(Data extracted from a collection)
++++++++
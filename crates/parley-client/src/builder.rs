//! Request construction.

use parley_json_rpc::{
    DiagnosticConfig, ErrorKind, JsonRpcRequest, OperationSignature, ParameterSerializer,
    RequestId, failure_to_value,
};
use serde_json::Value;

use crate::error::RequestError;

/// Builds well-formed requests from call-site data, serializing arguments
/// through the parameter codec.
pub struct RequestBuilder {
    serializer: ParameterSerializer,
    diagnostics: DiagnosticConfig,
}

impl RequestBuilder {
    pub fn new(serializer: ParameterSerializer) -> Self {
        Self {
            serializer,
            diagnostics: DiagnosticConfig::default().with_cause_chain(true),
        }
    }

    pub fn with_diagnostics(mut self, diagnostics: DiagnosticConfig) -> Self {
        self.diagnostics = diagnostics;
        self
    }

    /// Build an ad hoc request from a bare method name. Arguments are
    /// always emitted positionally.
    pub fn build(
        &self,
        method: &str,
        id: Option<RequestId>,
        args: &[Value],
    ) -> Result<JsonRpcRequest, RequestError> {
        let params = self
            .serializer
            .serialize(None, args)
            .map_err(|e| self.serialization_failure(e))?;
        Ok(match id {
            Some(id) => JsonRpcRequest::new(method, params, id),
            None => JsonRpcRequest::notification(method, params),
        })
    }

    /// Build a request guided by the target operation's signature; may emit
    /// named params when the signature allows it.
    pub fn build_for(
        &self,
        signature: &OperationSignature,
        id: Option<RequestId>,
        args: &[Value],
    ) -> Result<JsonRpcRequest, RequestError> {
        let params = self
            .serializer
            .serialize(Some(signature), args)
            .map_err(|e| self.serialization_failure(e))?;
        Ok(match id {
            Some(id) => JsonRpcRequest::new(&signature.method, params, id),
            None => JsonRpcRequest::notification(&signature.method, params),
        })
    }

    fn serialization_failure(&self, failure: parley_json_rpc::ParameterError) -> RequestError {
        let data = failure_to_value(&failure, &self.diagnostics);
        RequestError::with_source(
            ErrorKind::ConvertParamsFailure.to_error_with_data(data),
            failure,
        )
    }
}

impl Default for RequestBuilder {
    fn default() -> Self {
        Self::new(ParameterSerializer::default())
    }
}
++++++++
> **Prompt**
The answer should consist of all lines from the records above that hold the word "impl".

> **Answer to the problem**
impl RequestBuilder {
impl Default for RequestBuilder {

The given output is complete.